Changes in macrophage functions caused by cancer cells

Abstract

Cancers evade immunity by multiple mechanisms. Myeloid-derived suppressor cells (MDSCs) have been shown to be involved in immunosuppression in cancer patients. They are suggested to be increased and activated by tumor microenvironment. Subpopulations of MDSCs have been shown to be monocytes/macrophage-lineage cell. In addition, subpopulations of tumor-associated macrophages have also been shown to suppress inflammation and immune response in tumors, suggesting that tumor microenvironment may educate monocytes/macrophages to acquire the immune regulatory function. To test this hypothesis, we first injected a mixture of bone marrow-derived macrophages (BMDMs) and LL/2 lung cancer cells subcutaneously into mice. We found that BMDMs increased tumor growth. To further analyze, we cocultured BMDMs with LL/2 cells.

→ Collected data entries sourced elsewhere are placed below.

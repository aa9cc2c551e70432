use std::collections::HashMap;

use chrono::Local;
use reqwest::header::{HeaderMap, HeaderValue};
use reqwest::Method;
use serde_json::{json, Value};
use tracing::{debug, info, warn};

use profile_cell::{specialist_status, ProfileService, SpecialistStatus};
use shared_config::AppConfig;
use shared_database::supabase::SupabaseClient;
use shared_models::role::Role;
use shared_utils::format::parse_clock_time;
use specialist_cell::AvailabilityService;

use crate::models::{
    Appointment, AppointmentError, AppointmentStatus, AppointmentWithRecord, LinkedRecord,
    RateRequest, RequestAppointment, SpecialistDashboard, StatusChange, SurveyRequest, Viewer,
};
use crate::services::lifecycle::AppointmentLifecycleService;
use crate::services::search;

const RECORD_COLUMNS: &str = "id,turno_id,altura,peso,temperatura,presion,datos_dinamicos";

/// PostgREST filter matching rows still in `status`. Accepted rows may carry
/// the legacy `confirmado` value.
fn status_guard(status: AppointmentStatus) -> String {
    match status {
        AppointmentStatus::Accepted => "estado=in.(aceptado,confirmado)".to_string(),
        other => format!("estado=eq.{}", other),
    }
}

pub struct AppointmentBookingService {
    supabase: SupabaseClient,
    profiles: ProfileService,
    availability: AvailabilityService,
    lifecycle: AppointmentLifecycleService,
}

impl AppointmentBookingService {
    pub fn new(config: &AppConfig) -> Self {
        Self {
            supabase: SupabaseClient::new(config),
            profiles: ProfileService::new(config),
            availability: AvailabilityService::new(config),
            lifecycle: AppointmentLifecycleService::new(),
        }
    }

    pub fn lifecycle(&self) -> &AppointmentLifecycleService {
        &self.lifecycle
    }

    // ==========================================================================
    // BOOKING
    // ==========================================================================

    pub async fn request_appointment(
        &self,
        viewer: &Viewer,
        request: RequestAppointment,
        auth_token: &str,
    ) -> Result<Appointment, AppointmentError> {
        let patient_id = match viewer.role {
            Role::Specialist => {
                return Err(AppointmentError::Forbidden(
                    "Los especialistas no pueden solicitar turnos".to_string(),
                ));
            }
            Role::Patient => match request.paciente_id.as_deref() {
                Some(id) if id != viewer.user_id => return Err(AppointmentError::Unauthorized),
                _ => viewer.user_id.clone(),
            },
            Role::Administrator => request
                .paciente_id
                .clone()
                .filter(|id| !id.trim().is_empty())
                .ok_or_else(|| {
                    AppointmentError::ValidationError("Debe seleccionar un paciente".to_string())
                })?,
        };

        let hora = parse_clock_time(&request.hora)
            .ok_or_else(|| AppointmentError::ValidationError(format!("Hora inválida: {}", request.hora)))?;

        debug!(
            "Booking request: patient {} with specialist {} on {} {}",
            patient_id, request.especialista_id, request.fecha, hora
        );

        let patient = self
            .profiles
            .find_profile(&patient_id, auth_token)
            .await?
            .filter(|p| p.tipo == Role::Patient)
            .ok_or(AppointmentError::PatientNotFound)?;

        let specialist = self
            .profiles
            .find_profile(&request.especialista_id, auth_token)
            .await?
            .filter(|p| p.is_specialist())
            .ok_or(AppointmentError::SpecialistNotFound)?;

        if specialist_status(&specialist) != SpecialistStatus::Approved {
            warn!("Booking attempted with unapproved specialist {}", specialist.user_id);
            return Err(AppointmentError::ValidationError(
                "El especialista no está habilitado para recibir turnos".to_string(),
            ));
        }

        let requested = request.especialidad.trim();
        let especialidad = specialist
            .find_specialty(requested)
            .ok_or_else(|| AppointmentError::SpecialtyNotOffered(requested.to_string()))?;

        let free = self
            .availability
            .available_slots(&specialist.user_id, &especialidad, request.fecha, auth_token)
            .await?;
        if !free.iter().any(|slot| slot.start == hora) {
            warn!(
                "Slot {} {} not free for specialist {}",
                request.fecha, hora, specialist.user_id
            );
            return Err(AppointmentError::SlotNotAvailable);
        }

        let fecha = request.fecha.and_time(hora).format("%Y-%m-%dT%H:%M:%S").to_string();
        let row = json!({
            "pacienteid": patient.user_id,
            "pacientenombre": patient.full_name(),
            "especialistaid": specialist.user_id,
            "especialistanombre": specialist.full_name(),
            "especialidad": especialidad,
            "fecha": fecha,
            "estado": AppointmentStatus::Pending,
            "encuestacompletada": false,
        });

        let mut headers = HeaderMap::new();
        headers.insert("Prefer", HeaderValue::from_static("return=representation"));

        let result: Vec<Value> = self.supabase
            .request_with_headers(Method::POST, "/rest/v1/turnos", Some(auth_token), Some(row), Some(headers))
            .await
            .map_err(|e| AppointmentError::DatabaseError(e.to_string()))?;

        let created = result
            .into_iter()
            .next()
            .ok_or_else(|| AppointmentError::DatabaseError("Failed to create appointment".to_string()))?;
        let appointment: Appointment =
            serde_json::from_value(created).map_err(|e| AppointmentError::DatabaseError(e.to_string()))?;

        info!(
            "Appointment {} requested for {} with {} at {}",
            appointment.id, appointment.pacienteid, appointment.especialistaid, appointment.fecha
        );
        Ok(appointment)
    }

    // ==========================================================================
    // READS
    // ==========================================================================

    async fn fetch_appointments(&self, query: &str, auth_token: &str) -> Result<Vec<Appointment>, AppointmentError> {
        let path = format!("/rest/v1/turnos?{}", query);
        let rows: Vec<Value> = self.supabase
            .request(Method::GET, &path, Some(auth_token), None)
            .await
            .map_err(|e| AppointmentError::DatabaseError(e.to_string()))?;

        Ok(rows
            .into_iter()
            .filter_map(|row| match serde_json::from_value::<Appointment>(row) {
                Ok(a) => Some(a),
                Err(e) => {
                    warn!("Skipping malformed appointment row: {}", e);
                    None
                }
            })
            .collect())
    }

    pub async fn get_appointment(&self, appointment_id: &str, auth_token: &str) -> Result<Appointment, AppointmentError> {
        debug!("Fetching appointment: {}", appointment_id);
        let query = format!("id=eq.{}", urlencoding::encode(appointment_id));
        self.fetch_appointments(&query, auth_token)
            .await?
            .into_iter()
            .next()
            .ok_or(AppointmentError::NotFound)
    }

    /// Loads an appointment the viewer takes part in, or any appointment for
    /// administrators.
    pub async fn get_for_viewer(
        &self,
        appointment_id: &str,
        viewer: &Viewer,
        auth_token: &str,
    ) -> Result<Appointment, AppointmentError> {
        let appointment = self.get_appointment(appointment_id, auth_token).await?;
        if !viewer.can_view(&appointment) {
            warn!("User {} denied access to appointment {}", viewer.user_id, appointment_id);
            return Err(AppointmentError::Unauthorized);
        }
        Ok(appointment)
    }

    /// Clinical records keyed by appointment id. A failed lookup yields an
    /// empty map.
    async fn records_by_appointment(&self, appointments: &[Appointment], auth_token: &str) -> HashMap<String, LinkedRecord> {
        if appointments.is_empty() {
            return HashMap::new();
        }

        let ids = appointments.iter().map(|a| a.id.as_str()).collect::<Vec<_>>().join(",");
        let path = format!(
            "/rest/v1/historias_clinicas?select={}&turno_id=in.({})",
            RECORD_COLUMNS,
            urlencoding::encode(&ids)
        );

        let rows: Vec<Value> = match self.supabase.request(Method::GET, &path, Some(auth_token), None).await {
            Ok(rows) => rows,
            Err(e) => {
                warn!("Could not load clinical records for appointments: {}", e);
                return HashMap::new();
            }
        };

        rows.into_iter()
            .filter_map(|row| serde_json::from_value::<LinkedRecord>(row).ok())
            .map(|record| (record.turno_id.clone(), record))
            .collect()
    }

    async fn with_records(&self, appointments: Vec<Appointment>, auth_token: &str) -> Vec<AppointmentWithRecord> {
        let mut records = self.records_by_appointment(&appointments, auth_token).await;
        appointments
            .into_iter()
            .map(|appointment| AppointmentWithRecord {
                historia_clinica: records.remove(&appointment.id),
                appointment,
            })
            .collect()
    }

    pub async fn list_for_patient(
        &self,
        patient_id: &str,
        auth_token: &str,
    ) -> Result<Vec<AppointmentWithRecord>, AppointmentError> {
        let query = format!("pacienteid=eq.{}&order=fecha.desc", urlencoding::encode(patient_id));
        let appointments = self.fetch_appointments(&query, auth_token).await?;
        Ok(self.with_records(appointments, auth_token).await)
    }

    pub async fn list_for_specialist(
        &self,
        specialist_id: &str,
        auth_token: &str,
    ) -> Result<Vec<AppointmentWithRecord>, AppointmentError> {
        let query = format!("especialistaid=eq.{}&order=fecha.desc", urlencoding::encode(specialist_id));
        let appointments = self.fetch_appointments(&query, auth_token).await?;
        Ok(self.with_records(appointments, auth_token).await)
    }

    pub async fn list_all(&self, auth_token: &str) -> Result<Vec<AppointmentWithRecord>, AppointmentError> {
        let appointments = self.fetch_appointments("order=fecha.desc", auth_token).await?;
        Ok(self.with_records(appointments, auth_token).await)
    }

    /// The viewer's own appointments; everything for administrators.
    pub async fn list_for_viewer(
        &self,
        viewer: &Viewer,
        auth_token: &str,
    ) -> Result<Vec<AppointmentWithRecord>, AppointmentError> {
        match viewer.role {
            Role::Patient => self.list_for_patient(&viewer.user_id, auth_token).await,
            Role::Specialist => self.list_for_specialist(&viewer.user_id, auth_token).await,
            Role::Administrator => self.list_all(auth_token).await,
        }
    }

    pub async fn specialist_dashboard(
        &self,
        specialist_id: &str,
        auth_token: &str,
    ) -> Result<SpecialistDashboard, AppointmentError> {
        let query = format!("especialistaid=eq.{}", urlencoding::encode(specialist_id));
        let appointments = self.fetch_appointments(&query, auth_token).await?;
        Ok(search::specialist_dashboard(&appointments, Local::now().naive_local()))
    }

    // ==========================================================================
    // ACTIONS
    // ==========================================================================

    /// Applies `patch` only while the row still matches `guard`. An empty
    /// result means another write got there first and maps to `conflict`.
    async fn patch_appointment(
        &self,
        appointment_id: &str,
        guard: &str,
        patch: Value,
        conflict: AppointmentError,
        auth_token: &str,
    ) -> Result<Appointment, AppointmentError> {
        let path = format!("/rest/v1/turnos?id=eq.{}&{}", urlencoding::encode(appointment_id), guard);
        let mut headers = HeaderMap::new();
        headers.insert("Prefer", HeaderValue::from_static("return=representation"));

        let result: Vec<Value> = self.supabase
            .request_with_headers(Method::PATCH, &path, Some(auth_token), Some(patch), Some(headers))
            .await
            .map_err(|e| AppointmentError::DatabaseError(e.to_string()))?;

        let updated = match result.into_iter().next() {
            Some(row) => row,
            None => {
                warn!("Appointment {} changed before the update was applied", appointment_id);
                return Err(conflict);
            }
        };
        serde_json::from_value(updated).map_err(|e| AppointmentError::DatabaseError(e.to_string()))
    }

    pub async fn change_status(
        &self,
        appointment_id: &str,
        viewer: &Viewer,
        change: StatusChange,
        auth_token: &str,
    ) -> Result<Appointment, AppointmentError> {
        let appointment = self.get_appointment(appointment_id, auth_token).await?;
        let patch = self.lifecycle.plan_status_change(&appointment, viewer, &change)?;

        let updated = self
            .patch_appointment(
                appointment_id,
                &status_guard(appointment.estado),
                patch,
                AppointmentError::InvalidStatusTransition(appointment.estado),
                auth_token,
            )
            .await?;
        info!(
            "Appointment {} moved {} -> {} by {}",
            appointment_id, appointment.estado, updated.estado, viewer.user_id
        );
        Ok(updated)
    }

    pub async fn rate(
        &self,
        appointment_id: &str,
        viewer: &Viewer,
        request: RateRequest,
        auth_token: &str,
    ) -> Result<Appointment, AppointmentError> {
        let appointment = self.get_appointment(appointment_id, auth_token).await?;
        let patch = self
            .lifecycle
            .plan_rating(&appointment, viewer, request.puntaje, &request.comentario)?;

        let guard = format!("{}&calificacionatencion=is.null", status_guard(appointment.estado));
        let updated = self
            .patch_appointment(appointment_id, &guard, patch, AppointmentError::AlreadyRated, auth_token)
            .await?;
        info!("Appointment {} rated {} by patient {}", appointment_id, request.puntaje, viewer.user_id);
        Ok(updated)
    }

    pub async fn complete_survey(
        &self,
        appointment_id: &str,
        viewer: &Viewer,
        request: SurveyRequest,
        auth_token: &str,
    ) -> Result<Appointment, AppointmentError> {
        let appointment = self.get_appointment(appointment_id, auth_token).await?;
        let patch = self
            .lifecycle
            .plan_survey(&appointment, viewer, &request.comentario, request.estrellas)?;

        let guard = format!("{}&encuestacompletada=not.is.true", status_guard(appointment.estado));
        let updated = self
            .patch_appointment(appointment_id, &guard, patch, AppointmentError::SurveyNotAvailable, auth_token)
            .await?;
        info!("Survey completed for appointment {}", appointment_id);
        Ok(updated)
    }
}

Interestingly, coculturing with LL/2 dramatically increased expression of Cd274, encoding an immune checkpoint protein PD-L1. They also increased Vegf (vascular endothelial growth factor) expression. These results suggest that LL/2-educated BMDMs may promote tumor growth. Indeed, LL/2-educated BMDMs suppressed activation of CD8⁺T cells, indicating they acquired immune suppressive activity. Our data support the notion that tumor microenvironment educate macrophages so that they support tumor survival and growth.